The first time Marty whistles and Shiloh runs to him, wagging his tail, licking Marty's fingers and face, Marty's perspective about what is best for Shiloh becomes subjective. Marty becomes emotionally involved with Shiloh; he "got hooked on him." Marty's perspective causes him to feel responsible for Shiloh's welfare, even though Shiloh belongs to Judd Travers. Marty faces a moral dilemma that involves justice. He has to make a decision about what is right and what is wrong, and then act on his decision. In Marty's situation, the decision is not clear-cut. He hides Shiloh and keeps Shiloh's presence a secret from everyone. He struggles with knowing that he is doing what he thinks is best for Shiloh, but he is being dishonest with his family and with his good friend, David Howard. Marty feels guilty about the lies that he tells to protect Shiloh; however he justifies his lies because he truly believes that caring for Shiloh is what Jesus would want him to do. He prays to Jesus asking, "Which you want me to do? Be one hundred percent honest and carry that dog back to Judd so that one of your creatures can be kicked and starved all over again, or keep him here and fatten him up to glorify your creation?" To Marty, "a lie don't seem like a lie anymore when it's meant to save a dog." Life becomes complicated for Marty. He is being pulled in several different directions. He doesn't know what the boundary is between living strictly according to the law (which would mean giving Shiloh back to Judd because Judd legally owns Shiloh) or living according to what he feels is the right thing to do (protect Shiloh from Judd's abuse). Marty loves his family and has never lied to them before, but now, he also loves Shiloh.
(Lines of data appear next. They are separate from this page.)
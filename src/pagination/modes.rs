//! Addressing mode implementations
//!
//! Each mode wraps the shared [`Slice`] computation and shapes its metadata.

use super::types::{MoreMeta, OffsetMeta, PageMeta, PageResult, Slice};

// ============================================================================
// Offset Mode
// ============================================================================

/// Offset-addressed page (e.g. `?offset=10&limit=5`)
pub fn offset_page(total: u64, offset: u64, limit: u64, label: &str) -> PageResult<'_, OffsetMeta> {
    let slice = Slice::new(total, offset, limit);
    PageResult {
        items: slice.items(label),
        pagination: OffsetMeta {
            size: slice.visible_count(),
            limit,
            offset,
            total,
        },
    }
}

// ============================================================================
// Page Number Mode
// ============================================================================

/// Page-addressed page (e.g. `?page=2&limit=5`), pages are 0-based
pub fn numbered_page(total: u64, page: u64, limit: u64, label: &str) -> PageResult<'_, PageMeta> {
    let slice = Slice::new(total, page.saturating_mul(limit), limit);
    PageResult {
        items: slice.items(label),
        pagination: PageMeta {
            size: slice.visible_count(),
            limit,
            page,
            total,
        },
    }
}

// ============================================================================
// More Mode
// ============================================================================

/// Cursor-like page exposing only the next offset and a continuation flag
pub fn more_page(total: u64, offset: u64, limit: u64, label: &str) -> PageResult<'_, MoreMeta> {
    let slice = Slice::new(total, offset, limit);
    PageResult {
        items: slice.items(label),
        pagination: MoreMeta {
            next: slice.following_offset(),
            more: slice.has_next(),
        },
    }
}
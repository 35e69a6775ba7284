//! Authentication module
//!
//! Bearer-token gate for the `/private` routes.
//!
//! The [`TokenIssuer`] signs short-lived HS256 JWTs on login and verifies
//! them on every protected request. There is no session store: a token is
//! valid exactly while its signature checks out and its expiry lies in the
//! future, and any failure is reported as the same `Unauthorized` error.

mod issuer;
mod middleware;
mod types;

pub use issuer::{strip_bearer, TokenIssuer};
pub use middleware::require_bearer;
pub use types::{Claims, Credentials, IssuedToken, LoginRequest, LoginResponse};

#[cfg(test)]
mod tests;
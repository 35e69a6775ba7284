//! CLI module
//!
//! Command-line interface for running the fixture server.
//!
//! # Commands
//!
//! - `serve` - Start the HTTP server
//! - `token` - Issue a session token offline
//! - `config` - Print the effective configuration

mod commands;
mod runner;
mod server;

pub use commands::{Cli, Commands};
pub use runner::Runner;
pub use server::{app, router, serve, serve_on, AppState, GOAT_COUNT};
//! Navigation link rendering
//!
//! Turns the neighbouring-page offsets of a [`Slice`] into resolvable links and
//! renders them in one of three explicitly selected presentations:
//!
//! - [`LinkStyle::Body`]: `{self, next?, previous?}` embedded in the response body
//! - [`LinkStyle::LinkHeader`]: repeated `Link: <url>; rel="..."` entries
//! - [`LinkStyle::CustomHeaders`]: one `previousLink` / `nextLink` header each
//!
//! A relation that does not exist is never written, in any style.

use crate::error::{Error, Result};
use crate::pagination::Slice;
use axum::http::header::{HeaderMap, HeaderName, HeaderValue, LINK};
use serde::Serialize;

/// Header carrying the previous page in the custom-header style
pub const PREVIOUS_LINK_HEADER: HeaderName = HeaderName::from_static("previouslink");

/// Header carrying the next page in the custom-header style
pub const NEXT_LINK_HEADER: HeaderName = HeaderName::from_static("nextlink");

/// How navigation links are presented to the client
#[derive(Debug, Clone, Copy, PartialEq, Eq)]
pub enum LinkStyle {
    /// Links embedded as `pagination` fields in the body
    Body,
    /// Standard multi-value `Link` header with `rel` parameters
    LinkHeader,
    /// One custom header per relation
    CustomHeaders,
}

/// Rendered links, ready to attach to a response
#[derive(Debug, Clone)]
pub enum Presentation {
    /// Body fields
    Body(BodyLinks),
    /// Response headers
    Headers(HeaderMap),
}

/// Link fields embedded in a response body
#[derive(Debug, Clone, PartialEq, Eq, Serialize)]
pub struct BodyLinks {
    /// The request's own path and query
    #[serde(rename = "self")]
    pub self_url: String,
    /// Following page, when one exists
    #[serde(skip_serializing_if = "Option::is_none")]
    pub next: Option<String>,
    /// Preceding page, when one exists
    #[serde(skip_serializing_if = "Option::is_none")]
    pub previous: Option<String>,
}

/// Resolvable links for one page
#[derive(Debug, Clone, PartialEq, Eq)]
pub struct PageLinks {
    /// URL the page was requested with
    pub self_url: String,
    /// Previous page, if `offset > 0`
    pub previous: Option<String>,
    /// Next page, if `offset + limit < size`
    pub next: Option<String>,
}

impl PageLinks {
    /// Build the links for `slice` as served under `path`
    pub fn new(path: &str, self_url: impl Into<String>, slice: &Slice) -> Self {
        let nav = slice.navigation();
        Self {
            self_url: self_url.into(),
            previous: nav
                .previous
                .map(|offset| page_link(path, slice.total, slice.limit, offset)),
            next: nav
                .next
                .map(|offset| page_link(path, slice.total, slice.limit, offset)),
        }
    }

    /// Render in the requested style
    pub fn render(&self, style: LinkStyle) -> Result<Presentation> {
        match style {
            LinkStyle::Body => Ok(Presentation::Body(self.to_body())),
            LinkStyle::LinkHeader => self.link_headers().map(Presentation::Headers),
            LinkStyle::CustomHeaders => self.custom_headers().map(Presentation::Headers),
        }
    }

    /// Body representation
    pub fn to_body(&self) -> BodyLinks {
        BodyLinks {
            self_url: self.self_url.clone(),
            next: self.next.clone(),
            previous: self.previous.clone(),
        }
    }

    fn link_headers(&self) -> Result<HeaderMap> {
        let mut headers = HeaderMap::new();
        headers.append(LINK, header_value(&link_entry(&self.self_url, "self"))?);
        if let Some(previous) = &self.previous {
            headers.append(LINK, header_value(&link_entry(previous, "previous"))?);
        }
        if let Some(next) = &self.next {
            headers.append(LINK, header_value(&link_entry(next, "next"))?);
        }
        Ok(headers)
    }

    fn custom_headers(&self) -> Result<HeaderMap> {
        let mut headers = HeaderMap::new();
        if let Some(previous) = &self.previous {
            headers.insert(PREVIOUS_LINK_HEADER, header_value(previous)?);
        }
        if let Some(next) = &self.next {
            headers.insert(NEXT_LINK_HEADER, header_value(next)?);
        }
        Ok(headers)
    }
}

/// Link to the page at `offset`; `size` and `limit` are always restated
pub fn page_link(path: &str, size: u64, limit: u64, offset: u64) -> String {
    format!("{path}?size={size}&limit={limit}&offset={offset}")
}

/// Single `Link` header entry, e.g. `</linking?offset=5>; rel="next"`
pub fn link_entry(url: &str, rel: &str) -> String {
    format!("<{url}>; rel=\"{rel}\"")
}

fn header_value(value: &str) -> Result<HeaderValue> {
    HeaderValue::from_str(value).map_err(|e| Error::Other(format!("Invalid link header: {e}")))
}

#[cfg(test)]
mod tests {
    use super::*;
    use pretty_assertions::assert_eq;
    use serde_json::json;

    fn links(offset: u64) -> PageLinks {
        PageLinks::new("/linking", "/linking", &Slice::new(25, offset, 5))
    }

    #[test]
    fn test_page_link_format() {
        assert_eq!(
            page_link("/response/body", 25, 5, 10),
            "/response/body?size=25&limit=5&offset=10"
        );
        assert_eq!(link_entry("/linking", "self"), "</linking>; rel=\"self\"");
    }

    #[test]
    fn test_links_first_page() {
        let links = links(0);
        assert_eq!(links.previous, None);
        assert_eq!(
            links.next.as_deref(),
            Some("/linking?size=25&limit=5&offset=5")
        );
    }

    #[test]
    fn test_links_last_page() {
        let links = links(20);
        assert_eq!(
            links.previous.as_deref(),
            Some("/linking?size=25&limit=5&offset=15")
        );
        assert_eq!(links.next, None);
    }

    #[test]
    fn test_body_omits_missing_links() {
        let Presentation::Body(body) = links(0).render(LinkStyle::Body).unwrap() else {
            panic!("Expected body presentation");
        };
        assert_eq!(
            serde_json::to_value(&body).unwrap(),
            json!({"self": "/linking", "next": "/linking?size=25&limit=5&offset=5"})
        );
    }

    #[test]
    fn test_link_header_entries() {
        let Presentation::Headers(headers) = links(5).render(LinkStyle::LinkHeader).unwrap()
        else {
            panic!("Expected header presentation");
        };

        let entries: Vec<&str> = headers
            .get_all(LINK)
            .iter()
            .map(|v| v.to_str().unwrap())
            .collect();
        assert_eq!(
            entries,
            vec![
                "</linking>; rel=\"self\"",
                "</linking?size=25&limit=5&offset=0>; rel=\"previous\"",
                "</linking?size=25&limit=5&offset=10>; rel=\"next\"",
            ]
        );
    }

    #[test]
    fn test_link_header_self_only() {
        let slice = Slice::new(3, 0, 5);
        let links = PageLinks::new("/linking", "/linking?size=3", &slice);
        let Presentation::Headers(headers) = links.render(LinkStyle::LinkHeader).unwrap() else {
            panic!("Expected header presentation");
        };
        assert_eq!(headers.get_all(LINK).iter().count(), 1);
    }

    #[test]
    fn test_custom_headers() {
        let Presentation::Headers(headers) = links(0).render(LinkStyle::CustomHeaders).unwrap()
        else {
            panic!("Expected header presentation");
        };
        assert!(headers.get(PREVIOUS_LINK_HEADER).is_none());
        assert_eq!(
            headers.get(NEXT_LINK_HEADER).unwrap(),
            "/linking?size=25&limit=5&offset=5"
        );
        assert!(headers.get(LINK).is_none());
    }
}
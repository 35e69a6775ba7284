//! Pagination module
//!
//! Supports: Offset, Page Number, "More" cursor
//!
//! # Overview
//!
//! All three addressing modes share one computation, [`Slice`], which clamps
//! a requested window `[offset, offset + limit)` into a collection of `total`
//! items and reports whether neighbouring pages exist. The modes only differ
//! in the metadata they expose:
//!
//! - offset mode reports `{size, limit, offset, total}`
//! - page mode derives `offset = page * limit` and reports `{size, limit, page, total}`
//! - more mode reports `{next, more}` where `next` is always `offset + limit`
//!
//! In offset and page mode `size` is the number of items actually returned,
//! so it shrinks on the last page.

mod modes;
mod types;

pub use modes::{more_page, numbered_page, offset_page};
pub use types::{MoreMeta, Navigation, OffsetMeta, PageMeta, PageResult, Slice};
Marty must figure out what to do based on his own sense of right and wrong, taking into consideration his family's values. Marty questions his parents by asking, "What kind of law is it . . . that lets a man mistreat his dog?" and "What's right?" Naylor points out that there are exceptions to every rule and that it is necessary throughout life to stand up for what you believe is fair and just and then be ready to compromise. Marty does compromise — using time to figure out how he can keep Shiloh. He agrees to take Shiloh back to Judd after Shiloh is well. Later, Marty also compromises with Judd. Marty agrees to work for Judd and keeps quiet about the fact that Judd shot a deer illegally in exchange for Shiloh. Throughout the process, Marty realizes that "nothing is as simple as you guess — not right or wrong. . . ."
Another major theme in Shiloh is the importance of family and friends. Family is a priority for the Prestons. Even though they don't have much money, they manage to send money to help Aunt Hettie care for Grandma Preston. When Marty goes on the postal route with his father, his father shows that he cares about Marty and has been paying attention to him by asking Judd questions about his dogs. Marty's father knows Marty is worried about Shiloh and he seems to know what to ask Judd to satisfy Marty's interest. When Marty's family discovers his secret (Shiloh) and realizes he has been lying to them, they are not happy about the lies, but they support him and assist him in righting a wrong. His parents stand beside him as he tells Doc Murphy and Judd the truth.
Marty's relationship with his friend, David, is also significant. Marty chose not to share his secret about Shiloh with David. When David did find out, he supported Marty and helped him clean out Shiloh's pen. Marty felt good having David's help because David's presence made the job easier and helped keep Marty from focusing on thoughts related to his guilt about the German shepherd attacking Shiloh. Marty thinks that he and David will be "friends for life." Being able to trust and depend on family and friends enables people to feel secure, thereby allowing each person in the relationship to flourish.
Naylor writes about the difficulties involved in deciding what is right and what is wrong and the value of family and friends to portray the notion that people are unique and naturally figure out solutions to life's dilemmas in their own way.